*** Opening Records provided ***

use anyhow::Result;
use clap::{CommandFactory, Parser};
use clap_complete::{generate, Shell};
use std::io;
use std::path::PathBuf;
use subchk::cli::output::OutputFormat;
use subchk::{checker, cli, rules, Config};

#[derive(Parser, Debug)]
#[command(name = "subchk")]
#[command(version, about = "A rule-driven proofreading CLI for subtitles and transcripts", long_about = None)]
struct Cli {
    /// Files to check
    #[arg(value_name = "FILES")]
    files: Vec<PathBuf>,

    /// Apply corrections in place
    #[arg(short, long)]
    fix: bool,

    /// Confirm each correction interactively
    #[arg(short, long, requires = "fix")]
    interactive: bool,

    /// Disable colored output
    #[arg(long)]
    no_color: bool,

    /// Exit with code 0 even if flagged terms are found
    #[arg(long)]
    no_fail: bool,

    /// Rule document to check against
    #[arg(short, long)]
    rules: Option<PathBuf>,

    /// Personal rules file, merged over the rule document
    #[arg(long)]
    personal_rules: Option<PathBuf>,

    /// Rule key pattern to ignore (regex)
    #[arg(long)]
    ignore_key: Vec<String>,

    /// Output format (text, json)
    #[arg(short = 'o', long, default_value = "text")]
    format: OutputFormat,

    /// Generate shell completion script
    #[arg(long, value_name = "SHELL")]
    completion: Option<Shell>,

    #[command(subcommand)]
    command: Option<Commands>,
}

#[derive(Parser, Debug)]
enum Commands {
    /// Rule document management
    Rules {
        #[command(subcommand)]
        action: RulesCommands,
    },
}

#[derive(Parser, Debug)]
enum RulesCommands {
    /// Fetch a rule document from a URL or Google Doc id
    Fetch {
        /// URL or Google Doc id
        source: String,
        /// Name to install the document under
        #[arg(long, default_value = "default")]
        name: String,
        /// Save to the data directory instead of printing
        #[arg(long)]
        save: bool,
    },
    /// List installed rule documents
    List,
    /// Re-fetch every installed rule document
    Update,
    /// Show rule document info
    Info {
        /// Document name
        name: String,
    },
}

fn main() -> Result<()> {
    let cli = Cli::parse();

    // Handle shell completion generation
    if let Some(shell) = cli.completion {
        let mut cmd = Cli::command();
        generate(shell, &mut cmd, "subchk", &mut io::stdout());
        return Ok(());
    }

    // Handle subcommands
    if let Some(command) = cli.command {
        return handle_command(command);
    }

    // Load configuration
    let config = Config::load(
        cli.rules.clone(),
        cli.personal_rules.clone(),
        cli.ignore_key.clone(),
    )?;

    // Validate input files
    if cli.files.is_empty() {
        anyhow::bail!("No files specified. Use --help for usage information.");
    }

    // Initialize checker
    let checker = checker::Proofreader::new(&config)?;

    // Process files
    let mut total_flagged = 0;
    let mut total_fixed = 0;

    for file_path in &cli.files {
        if !file_path.exists() {
            eprintln!("Error: File not found: {}", file_path.display());
            continue;
        }

        let result = if cli.fix {
            if cli.interactive {
                checker.fix_interactive(file_path, &config, !cli.no_color)?
            } else {
                checker.fix_auto(file_path)?
            }
        } else {
            checker.check(file_path, !cli.no_color, &cli.format)?
        };

        total_flagged += result.flagged_count;
        total_fixed += result.fixed_count;
    }

    // Print summary
    if cli.fix {
        cli::output::print_fix_summary(total_fixed, &cli.files, !cli.no_color);
    } else {
        cli::output::print_check_summary(total_flagged, &cli.files, !cli.no_color);
    }

    // Exit with appropriate code
    if total_flagged > 0 && !cli.no_fail && !cli.fix {
        std::process::exit(1);
    }

    Ok(())
}

fn handle_command(command: Commands) -> Result<()> {
    match command {
        Commands::Rules { action } => match action {
            RulesCommands::Fetch { source, name, save } => {
                rules::remote::fetch(&source, &name, save)?;
            }
            RulesCommands::List => {
                rules::remote::list()?;
            }
            RulesCommands::Update => {
                rules::remote::update()?;
            }
            RulesCommands::Info { name } => {
                rules::remote::show_info(&name)?;
            }
        },
    }
    Ok(())
}
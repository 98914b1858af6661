use crate::{CheckResult, Finding};
use colored::*;
use serde::{Deserialize, Serialize};
use std::fmt;
use std::path::Path;
use std::str::FromStr;

#[derive(Debug, Clone, Copy)]
pub enum OutputFormat {
    Text,
    Json,
}

impl FromStr for OutputFormat {
    type Err = String;

    fn from_str(s: &str) -> Result<Self, Self::Err> {
        match s.to_lowercase().as_str() {
            "text" => Ok(OutputFormat::Text),
            "json" => Ok(OutputFormat::Json),
            _ => Err(format!("Unknown format: {}", s)),
        }
    }
}

impl fmt::Display for OutputFormat {
    fn fmt(&self, f: &mut fmt::Formatter<'_>) -> fmt::Result {
        match self {
            OutputFormat::Text => write!(f, "text"),
            OutputFormat::Json => write!(f, "json"),
        }
    }
}

#[derive(Debug, Serialize, Deserialize)]
struct JsonFinding {
    file: String,
    line: usize,
    column: usize,
    key: String,
    replacement: String,
    context: String,
}

#[derive(Debug, Serialize, Deserialize)]
struct JsonOutput {
    files_checked: usize,
    total_flagged: usize,
    findings: Vec<JsonFinding>,
}

pub fn print_findings(
    file_path: &Path,
    result: &CheckResult,
    colored_output: bool,
    format: &OutputFormat,
) {
    match format {
        OutputFormat::Text => print_text_findings(file_path, result, colored_output),
        OutputFormat::Json => print_json_findings(file_path, result),
    }
}

fn print_text_findings(file_path: &Path, result: &CheckResult, colored_output: bool) {
    if result.findings.is_empty() {
        return;
    }

    let file_name = file_path.display().to_string();

    if colored_output {
        println!("\n{}", file_name.bold().underline());
    } else {
        println!("\n{}", file_name);
    }

    for finding in &result.findings {
        let line_info = format!("{}:{}", finding.line, finding.column);
        let replacement = describe_replacement(&finding.replacement);

        if colored_output {
            println!(
                "  {} {} → {}",
                line_info.blue().bold(),
                finding.key.red().bold(),
                replacement.green()
            );
        } else {
            println!("  {} {} → {}", line_info, finding.key, replacement);
        }
        println!(
            "    {}",
            highlight_span(&finding.context, finding.context_span, colored_output)
        );
    }
}

fn print_json_findings(file_path: &Path, result: &CheckResult) {
    let json_findings: Vec<JsonFinding> = result
        .findings
        .iter()
        .map(|f| JsonFinding {
            file: file_path.display().to_string(),
            line: f.line,
            column: f.column,
            key: f.key.clone(),
            replacement: f.replacement.clone(),
            context: f.context.clone(),
        })
        .collect();

    let output = JsonOutput {
        files_checked: 1,
        total_flagged: result.flagged_count,
        findings: json_findings,
    };

    println!("{}", serde_json::to_string_pretty(&output).unwrap());
}

/// Render `context` with the matched span marked. The colored form puts the
/// match on a blue background, the way the editor highlight did.
fn highlight_span(context: &str, span: (usize, usize), colored: bool) -> String {
    let (start, end) = span;
    if colored {
        format!(
            "{}{}{}",
            &context[..start],
            context[start..end].white().on_blue(),
            &context[end..]
        )
    } else {
        context.to_string()
    }
}

fn describe_replacement(replacement: &str) -> &str {
    if replacement.is_empty() {
        "(delete)"
    } else {
        replacement
    }
}

pub fn print_check_summary(total_flagged: usize, files: &[impl AsRef<Path>], colored: bool) {
    println!();
    if total_flagged == 0 {
        if colored {
            println!("{}", "✓ No flagged terms found!".green().bold());
        } else {
            println!("✓ No flagged terms found!");
        }
    } else {
        let term_word = if total_flagged == 1 { "term" } else { "terms" };
        if colored {
            println!(
                "{} {} flagged {} found in {} {}",
                "✗".red().bold(),
                total_flagged.to_string().red().bold(),
                term_word,
                files.len(),
                if files.len() == 1 { "file" } else { "files" }
            );
        } else {
            println!(
                "✗ {} flagged {} found in {} {}",
                total_flagged,
                term_word,
                files.len(),
                if files.len() == 1 { "file" } else { "files" }
            );
        }
    }
}

pub fn print_fix_summary(total_fixed: usize, files: &[impl AsRef<Path>], colored: bool) {
    println!();
    if total_fixed == 0 {
        if colored {
            println!("{}", "No corrections needed!".green().bold());
        } else {
            println!("No corrections needed!");
        }
    } else {
        let fix_word = if total_fixed == 1 { "correction" } else { "corrections" };
        if colored {
            println!(
                "{} {} {} applied to {} {}",
                "✓".green().bold(),
                total_fixed.to_string().green().bold(),
                fix_word,
                files.len(),
                if files.len() == 1 { "file" } else { "files" }
            );
        } else {
            println!(
                "✓ {} {} applied to {} {}",
                total_fixed,
                fix_word,
                files.len(),
                if files.len() == 1 { "file" } else { "files" }
            );
        }
    }
}

/// What the user chose for one flagged occurrence.
#[derive(Debug, Clone, Copy, PartialEq, Eq)]
pub enum Choice {
    Apply,
    Skip,
    AddCorrect,
    Quit,
}

pub fn print_interactive_prompt(
    key: &str,
    replacement: &str,
    context: &str,
    span: (usize, usize),
    line: usize,
    column: usize,
    colored: bool,
) -> Choice {
    if colored {
        println!(
            "\n{} {}:{}",
            "Flagged term:".yellow().bold(),
            line.to_string().blue(),
            column.to_string().blue()
        );
    } else {
        println!("\nFlagged term: {}:{}", line, column);
    }
    println!("  {}", highlight_span(context, span, colored));
    println!();

    let action = if replacement.is_empty() {
        format!("[y] Delete '{}'", key)
    } else if colored {
        format!("[y] Replace with {}", replacement.green())
    } else {
        format!("[y] Replace with {}", replacement)
    };
    println!("  {}", action);
    println!("  [s] Skip");
    println!("  [a] Add to personal rules as correct");
    println!("  [q] Quit");

    print!("\nChoice: ");
    use std::io::{self, Write};
    io::stdout().flush().unwrap();

    let mut input = String::new();
    if io::stdin().read_line(&mut input).is_err() {
        return Choice::Quit;
    }

    match input.trim() {
        "y" | "Y" => Choice::Apply,
        "a" | "A" => Choice::AddCorrect,
        "q" | "Q" => Choice::Quit,
        _ => Choice::Skip,
    }
}

#[cfg(test)]
mod tests {
    use super::*;

    #[test]
    fn test_output_format_round_trip() {
        assert!(matches!("text".parse(), Ok(OutputFormat::Text)));
        assert!(matches!("JSON".parse(), Ok(OutputFormat::Json)));
        assert!("yaml".parse::<OutputFormat>().is_err());
        assert_eq!(OutputFormat::Json.to_string(), "json");
    }

    #[test]
    fn test_highlight_span_plain() {
        assert_eq!(highlight_span("他說好棒", (6, 9), false), "他說好棒");
    }

    #[test]
    fn test_highlight_span_marks_the_match() {
        let marked = highlight_span("ab好cd", (2, 5), true);
        assert!(marked.starts_with("ab"));
        assert!(marked.ends_with("cd"));
        assert!(marked.contains('好'));
    }

    #[test]
    fn test_describe_replacement() {
        assert_eq!(describe_replacement(""), "(delete)");
        assert_eq!(describe_replacement("不好"), "不好");
    }
}
/// Normalize a fetched rule document: trim every line and collapse each run
/// of blank lines down to a single one. Google Doc exports pad documents
/// with trailing whitespace and stacked empty lines that are just noise to
/// the parser.
pub fn document(text: &str) -> String {
    let mut kept: Vec<&str> = Vec::new();

    for line in text.lines() {
        let line = line.trim();
        if line.is_empty() {
            // leading and repeated blanks add nothing
            if kept.last().map_or(true, |last| last.is_empty()) {
                continue;
            }
        }
        kept.push(line);
    }
    if kept.last() == Some(&"") {
        kept.pop();
    }

    kept.join("\n")
}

*** Closing Records provided ***

— Assignment —
Which lines in the data above contain "source"? Show each one.

— Expected output —
        source: String,
            RulesCommands::Fetch { source, name, save } => {
                rules::remote::fetch(&source, &name, save)?;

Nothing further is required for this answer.